RCEP draft moots tough curbs on cheap medicines
Analysis of leaked chapter of the draft RCEP agreement
Regional Comprehensive Economic Partnership (RCEP) agreement – being negotiated by 16 countries (10 member states of the Association of Southeast Asian Nations (ASEAN) and 6 other countries that have Free Trade Agreements with the ASEAN)
A leaked chapter of the draft RCEP agreement reveals that the trade pact in its current form could reduce access to affordable medicines in many developing countries.
The chapter on Intellectual Property Rights (IPR) is part of draft of the RCEP agreement.
India has opposed some damaging proposals initiated by the RCEP members, particularly Japan and Korea, involving patent extensions,restrictive rules on copyright exceptions, and other anti-consumer measures.
Some member countries, who are part of both the TPP [the U.S.-led Trans Pacific Partnership] and the RCEP, are trying to push for the TPP standards in RCEP.

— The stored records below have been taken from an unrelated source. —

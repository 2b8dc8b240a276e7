use axum::{
    extract::{Path as AxumPath, State},
    http::StatusCode,
    Json,
};
use resolver::PlaylistEntry;
use serde::Serialize;
use tracing::debug;

use crate::assets::{static_url, FsAssets};
use crate::state::{AppState, JsonResult, ListResponse};
use crate::utils::{blocking, json_error};

use super::lyrics::read_lyrics;

#[derive(Serialize)]
pub struct ReleaseItem {
    pub name: String,
    pub slug: String,
    pub cover_url: Option<String>,
    pub songs: Vec<TrackItem>,
}

#[derive(Serialize, Clone)]
pub struct TrackItem {
    pub slug: String,
    pub title: String,
    pub content_key: String,
    pub has_audio: bool,
    pub audio_url: Option<String>,
}

#[derive(Serialize)]
pub struct SongResponse {
    pub slug: String,
    pub title: String,
    pub content_key: String,
    pub release: String,
    pub cover_url: Option<String>,
    pub audio_url: Option<String>,
    pub lyrics: Option<String>,
    pub description: Option<String>,
    pub index: usize,
    pub total: usize,
    pub prev: Option<String>,
    pub next: Option<String>,
    pub playlist: Vec<TrackItem>,
}

pub async fn list_releases(State(state): State<AppState>) -> JsonResult<ListResponse<ReleaseItem>> {
    let scan = state.clone();
    let releases = blocking(move || scan.resolver.releases(&FsAssets::new(&scan.paths))).await?;
    let items = releases
        .into_iter()
        .map(|release| ReleaseItem {
            cover_url: release
                .cover
                .as_deref()
                .map(|file| static_url(&state.config.covers_dir, file)),
            songs: track_items(&state, &release.songs),
            name: release.name,
            slug: release.slug,
        })
        .collect();
    Ok(Json(ListResponse::new(items)))
}

pub async fn get_song(
    State(state): State<AppState>,
    AxumPath(slug): AxumPath<String>,
) -> JsonResult<SongResponse> {
    let scan = state.clone();
    let wanted = slug.clone();
    let song = blocking(move || scan.resolver.song(&wanted, &FsAssets::new(&scan.paths))).await?;
    let Some(song) = song else {
        debug!("Unknown song slug {:?}", slug);
        return Err(json_error(StatusCode::NOT_FOUND, "song not found"));
    };

    let (lyrics, description) = read_lyrics(&state.paths, &song.content_key).await;
    let config = &state.config;
    Ok(Json(SongResponse {
        cover_url: song
            .cover
            .as_deref()
            .map(|file| static_url(&config.covers_dir, file)),
        audio_url: song
            .audio_file
            .as_deref()
            .map(|file| static_url(&config.audio_dir, file)),
        playlist: track_items(&state, &song.playlist),
        index: song.navigation.index,
        total: song.navigation.total,
        prev: song.navigation.prev,
        next: song.navigation.next,
        slug: song.slug,
        title: song.title,
        content_key: song.content_key,
        release: song.release,
        lyrics,
        description,
    }))
}

fn track_items(state: &AppState, playlist: &[PlaylistEntry]) -> Vec<TrackItem> {
    playlist
        .iter()
        .map(|entry| TrackItem {
            slug: entry.slug.clone(),
            title: entry.title.clone(),
            content_key: entry.content_key.clone(),
            has_audio: entry.has_audio,
            audio_url: entry
                .audio_file
                .as_deref()
                .map(|file| static_url(&state.config.audio_dir, file)),
        })
        .collect()
}
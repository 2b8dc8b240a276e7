use axum::{
    extract::{Path as AxumPath, State},
    http::StatusCode,
    response::{IntoResponse, Response},
    routing::{get, get_service},
    Form, Router,
};
use tower_http::services::ServeFile;
use tracing::{error, info, warn};

use crate::booking::append_booking;
use crate::state::{AppState, BookingForm};
use crate::utils::{blocking, html_response, json_error_response, redirect_to};

pub const PLAYER_PAGE: &str = "player.html";
pub const LYRICS_LISTING: &str = "/lyrics";

pub fn pages_router(state: AppState) -> Router {
    let request_page = ServeFile::new(state.paths.web_root.join("request.html"));
    Router::new()
        .route("/request", get_service(request_page).post(submit_booking))
        .route("/lyrics/:slug", get(player_page))
        .with_state(state)
}

async fn submit_booking(State(state): State<AppState>, Form(form): Form<BookingForm>) -> Response {
    let writer = state.clone();
    let stored = blocking(move || {
        append_booking(&writer.requests_lock, &writer.paths.requests, &form)
    })
    .await;
    match stored {
        Err(rejection) => rejection.into_response(),
        Ok(Ok(())) => {
            info!("Stored booking request in {}", state.paths.requests.display());
            redirect_to("/")
        }
        Ok(Err(err)) => {
            error!(
                "Failed to append booking request to {}: {}",
                state.paths.requests.display(),
                err
            );
            json_error_response(StatusCode::INTERNAL_SERVER_ERROR, "failed to store request")
        }
    }
}

/// Player page for a known song; unknown slugs go back to the lyrics listing.
async fn player_page(State(state): State<AppState>, AxumPath(slug): AxumPath<String>) -> Response {
    if state.resolver.key_for_slug(&slug).is_none() {
        return redirect_to(LYRICS_LISTING);
    }
    let path = state.paths.web_root.join(PLAYER_PAGE);
    match tokio::fs::read_to_string(&path).await {
        Ok(html) => html_response(StatusCode::OK, html),
        Err(err) => {
            warn!("Failed to read {}: {}", path.display(), err);
            json_error_response(StatusCode::NOT_FOUND, "player page not found")
        }
    }
}
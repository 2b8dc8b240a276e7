use std::path::Path;
use std::sync::Arc;

use axum::http::StatusCode;
use axum::Json;
use parking_lot::Mutex;
use resolver::Resolver;
use serde::{Deserialize, Serialize};

use crate::config::{SiteConfig, SitePaths};

#[derive(Clone)]
pub struct AppState {
    pub config: Arc<SiteConfig>,
    pub paths: Arc<SitePaths>,
    pub resolver: Arc<Resolver>,
    /// Serializes appends to the booking requests file.
    pub requests_lock: Arc<Mutex<()>>,
}

impl AppState {
    pub fn new(config: SiteConfig, config_path: &Path) -> Self {
        let paths = SitePaths::resolve(config_path, &config);
        let resolver = Resolver::new(config.releases.clone());
        Self {
            config: Arc::new(config),
            paths: Arc::new(paths),
            resolver: Arc::new(resolver),
            requests_lock: Arc::new(Mutex::new(())),
        }
    }
}

#[derive(Debug, Serialize)]
pub struct ErrorResponse {
    pub error: String,
}

#[derive(Serialize)]
pub struct HealthResponse {
    pub status: &'static str,
}

#[derive(Serialize)]
pub struct ListResponse<T> {
    pub items: Vec<T>,
    pub total: usize,
}

impl<T> ListResponse<T> {
    pub fn new(items: Vec<T>) -> Self {
        let total = items.len();
        Self { items, total }
    }
}

#[derive(Debug, Deserialize)]
pub struct BookingForm {
    pub name: String,
    pub email: String,
    pub date: String,
    pub location: String,
    #[serde(default)]
    pub details: Option<String>,
}

pub type JsonResult<T> = Result<Json<T>, (StatusCode, Json<ErrorResponse>)>;
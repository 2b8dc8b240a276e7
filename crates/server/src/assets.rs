use std::path::Path;

use common::url_path;
use resolver::AssetProbe;
use tracing::warn;
use walkdir::WalkDir;

use crate::config::SitePaths;

pub const STATIC_MOUNT: &str = "/static";
pub const AUDIO_EXTENSIONS: &[&str] = &["mp3", "flac"];

/// Filesystem-backed [`AssetProbe`]. Reads the directories on every call,
/// so files added between requests show up without a restart.
pub struct FsAssets<'a> {
    paths: &'a SitePaths,
}

impl<'a> FsAssets<'a> {
    pub fn new(paths: &'a SitePaths) -> Self {
        Self { paths }
    }
}

impl AssetProbe for FsAssets<'_> {
    fn cover_listing(&self) -> Vec<String> {
        list_files(&self.paths.covers)
    }

    fn audio_file(&self, title: &str) -> Option<String> {
        AUDIO_EXTENSIONS
            .iter()
            .map(|ext| format!("{}.{}", title, ext))
            .find(|name| self.paths.audio.join(name).is_file())
    }
}

/// Plain file names directly inside `dir`, sorted. A missing directory is empty.
pub fn list_files(dir: &Path) -> Vec<String> {
    let mut names: Vec<String> = WalkDir::new(dir)
        .follow_links(true)
        .min_depth(1)
        .max_depth(1)
        .into_iter()
        .filter_map(Result::ok)
        .filter(|entry| entry.file_type().is_file())
        .filter_map(|entry| entry.file_name().to_str().map(str::to_string))
        .collect();
    names.sort();
    names
}

/// Reads a text asset. Missing files are `None`; other failures are logged
/// and also reported as `None`.
pub async fn read_optional_text(path: &Path) -> Option<String> {
    match tokio::fs::read_to_string(path).await {
        Ok(text) => Some(text),
        Err(err) if err.kind() == std::io::ErrorKind::NotFound => None,
        Err(err) => {
            warn!("Failed to read {}: {}", path.display(), err);
            None
        }
    }
}

/// Public URL of a file below the static root, given its directory relative
/// to that root.
pub fn static_url(dir: &str, file: &str) -> String {
    url_path(STATIC_MOUNT, &[dir, file])
}

/// JPEG, PNG or WebP by extension, in any case (`jpg`, `jpeg`, `jpe`,
/// `png`, `webp`).
pub fn is_gallery_image(name: &str) -> bool {
    matches!(
        mime_guess::from_path(name).first_raw(),
        Some("image/jpeg") | Some("image/png") | Some("image/webp")
    )
}
use std::fs::OpenOptions;
use std::io::Write;
use std::path::Path;

use parking_lot::Mutex;

use crate::state::BookingForm;
use crate::utils::{escape_html, single_line};

fn clean(value: &str) -> String {
    escape_html(&single_line(value))
}

/// One line of the requests file, terminated by `\n`.
pub fn format_booking(form: &BookingForm) -> String {
    format!(
        "Name: {}, Email: {}, Date: {}, Location: {}, Details: {}\n",
        clean(&form.name),
        clean(&form.email),
        clean(&form.date),
        clean(&form.location),
        clean(form.details.as_deref().unwrap_or_default()),
    )
}

pub fn append_booking(
    lock: &Mutex<()>,
    path: &Path,
    form: &BookingForm,
) -> Result<(), std::io::Error> {
    let line = format_booking(form);
    let _guard = lock.lock();
    if let Some(parent) = path.parent() {
        if !parent.as_os_str().is_empty() {
            std::fs::create_dir_all(parent)?;
        }
    }
    let mut file = OpenOptions::new().create(true).append(true).open(path)?;
    file.write_all(line.as_bytes())?;
    Ok(())
}

#[cfg(test)]
mod tests {
    use super::*;

    fn form(details: Option<&str>) -> BookingForm {
        BookingForm {
            name: "Jana <script>".to_string(),
            email: "jana@example.com".to_string(),
            date: "2026-12-31".to_string(),
            location: "Brno\nKlub".to_string(),
            details: details.map(str::to_string),
        }
    }

    #[test]
    fn formats_one_escaped_line() {
        assert_eq!(
            format_booking(&form(Some("Two sets"))),
            "Name: Jana &lt;script&gt;, Email: jana@example.com, Date: 2026-12-31, Location: Brno Klub, Details: Two sets\n"
        );
        assert!(format_booking(&form(None)).ends_with("Details: \n"));
    }

    #[test]
    fn appends_without_truncating() {
        let dir = tempfile::tempdir().unwrap();
        let path = dir.path().join("data").join("requests.txt");
        let lock = Mutex::new(());
        append_booking(&lock, &path, &form(None)).unwrap();
        append_booking(&lock, &path, &form(Some("again"))).unwrap();
        let contents = std::fs::read_to_string(&path).unwrap();
        assert_eq!(contents.lines().count(), 2);
        assert!(contents.lines().nth(1).unwrap().ends_with("Details: again"));
    }
}
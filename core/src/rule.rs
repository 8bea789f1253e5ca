//! `Rule`: Path pattern + required parameter keys
//!
//! A rule describes one equivalence class of pages: pages whose path fits
//! the pattern and which carry every required key. Within the class, two
//! pages are the same page when their values agree on the required keys.

use crate::{ComparatorError, Page, Params, PathPattern};
use std::fmt;

/// Check that two parameter maps agree on `keys`.
///
/// - Empty `keys`: always `true`, no parameter constraint.
/// - Otherwise: every key must be present in both maps with equal values.
///   A key missing on either side is a mismatch.
///
/// # Example
///
/// ```
/// use pagecomp::{params_equal, Page};
///
/// let a = Page::from_path("/").with("id", "1").with("utm", "x");
/// let b = Page::from_path("/").with("id", "1").with("utm", "y");
///
/// assert!(params_equal(&["id"], a.params(), b.params()));
/// assert!(!params_equal(&["id", "utm"], a.params(), b.params()));
/// assert!(params_equal::<&str>(&[], a.params(), b.params()));
/// ```
#[must_use]
pub fn params_equal<S: AsRef<str>>(keys: &[S], a: &Params, b: &Params) -> bool {
    keys.iter().all(|key| {
        let key = key.as_ref();
        match (a.get(key), b.get(key)) {
            (Some(va), Some(vb)) => va == vb,
            _ => false,
        }
    })
}

/// A compiled equivalence rule.
///
/// Immutable once built. Construction compiles the template; on failure no
/// rule exists.
///
/// # Example
///
/// ```
/// use pagecomp::{Page, Rule};
///
/// let rule = Rule::new("/items/:id", &["lang"]).unwrap();
///
/// let en = Page::from_path("/items/7").with("lang", "en");
/// let fr = Page::from_path("/items/9").with("lang", "fr");
/// let bare = Page::from_path("/items/7");
///
/// assert!(rule.matches(&en));
/// assert!(!rule.matches(&bare)); // required key missing
/// assert!(!rule.certifies(&en, &fr)); // values disagree on `lang`
/// ```
#[derive(Debug, Clone)]
pub struct Rule {
    pattern: PathPattern,
    param_keys: Vec<String>,
}

impl Rule {
    /// Build a rule from a path template and required parameter keys.
    ///
    /// Keys form an ordered set: first occurrence order is kept, repeats are dropped.
    ///
    /// # Errors
    ///
    /// Returns the [`PathPattern::compile`] error if the template does not compile.
    pub fn new(template: &str, param_keys: &[&str]) -> Result<Self, ComparatorError> {
        let pattern = PathPattern::compile(template)?;

        let mut keys: Vec<String> = Vec::with_capacity(param_keys.len());
        for key in param_keys {
            if !keys.iter().any(|k| k == key) {
                keys.push((*key).to_string());
            }
        }

        Ok(Self {
            pattern,
            param_keys: keys,
        })
    }

    /// Whether this rule applies to `page`: all required keys are present and
    /// the path fits the pattern.
    #[must_use]
    pub fn matches(&self, page: &Page) -> bool {
        self.param_keys
            .iter()
            .all(|key| page.params().contains_key(key))
            && self.pattern.matches(page.path())
    }

    /// [`params_equal`] over this rule's keys.
    #[must_use]
    pub fn params_equal(&self, a: &Page, b: &Page) -> bool {
        params_equal(&self.param_keys, a.params(), b.params())
    }

    /// Whether this rule declares `a` and `b` the same page: it matches both
    /// and their values agree on the required keys.
    #[must_use]
    pub fn certifies(&self, a: &Page, b: &Page) -> bool {
        self.matches(a) && self.matches(b) && self.params_equal(a, b)
    }

    /// The compiled path pattern.
    #[must_use]
    pub fn pattern(&self) -> &PathPattern {
        &self.pattern
    }

    /// The source path template.
    #[must_use]
    pub fn template(&self) -> &str {
        self.pattern.template()
    }

    /// Required parameter keys, in registration order.
    #[must_use]
    pub fn param_keys(&self) -> &[String] {
        &self.param_keys
    }
}

impl fmt::Display for Rule {
    fn fmt(&self, f: &mut fmt::Formatter<'_>) -> fmt::Result {
        write!(f, "{}", self.pattern)?;
        if !self.param_keys.is_empty() {
            write!(f, " [{}]", self.param_keys.join(", "))?;
        }
        Ok(())
    }
}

Japan and Korea are working to introduce some of the worst ideasfrom the ACTA (Anti-Counterfeiting Trade Agreement), the TPP and other trade agreements in the RCEP chapter on Intellectual Property.
There are proposals for patent extensions, restrictive rules on exceptions to copyright, and dozens of other anti-consumer measures, illustrating the power of rights-holder groups to use secret trade negotiations to influence democratic decisions that impact access to knowledge, the freedom to innovate and the right to health in negative ways.
The humanitarian aid organisation Médecins Sans Frontières’(MSF) is particularly concerned about a proposal by Japan and Korea demanding patent term extension — from the current 20 years by an additional five years — in ASEAN countries that are not party to the TPP.
TRIPS plus
From India’s point of view, the draft proposals will compel governments to commit to newer Trade-Related Aspects of Intellectual Property Rights provisions like TRIPS plus — including the Patent Law Treaty (Geneva, 2000), which involve harmonisation in the examination of patent applications and requirements of patentability.
Countries like India have, in the past, resisted pressure to sign the patents treaty as it can curtail the flexibility under the Indian system to address key public policy issues such as ever greening.
If these terms are accepted, it would limit access to affordable medicines for people in Indonesia, Thailand, Myanmar, Cambodia and Laos who depend on Indian generics.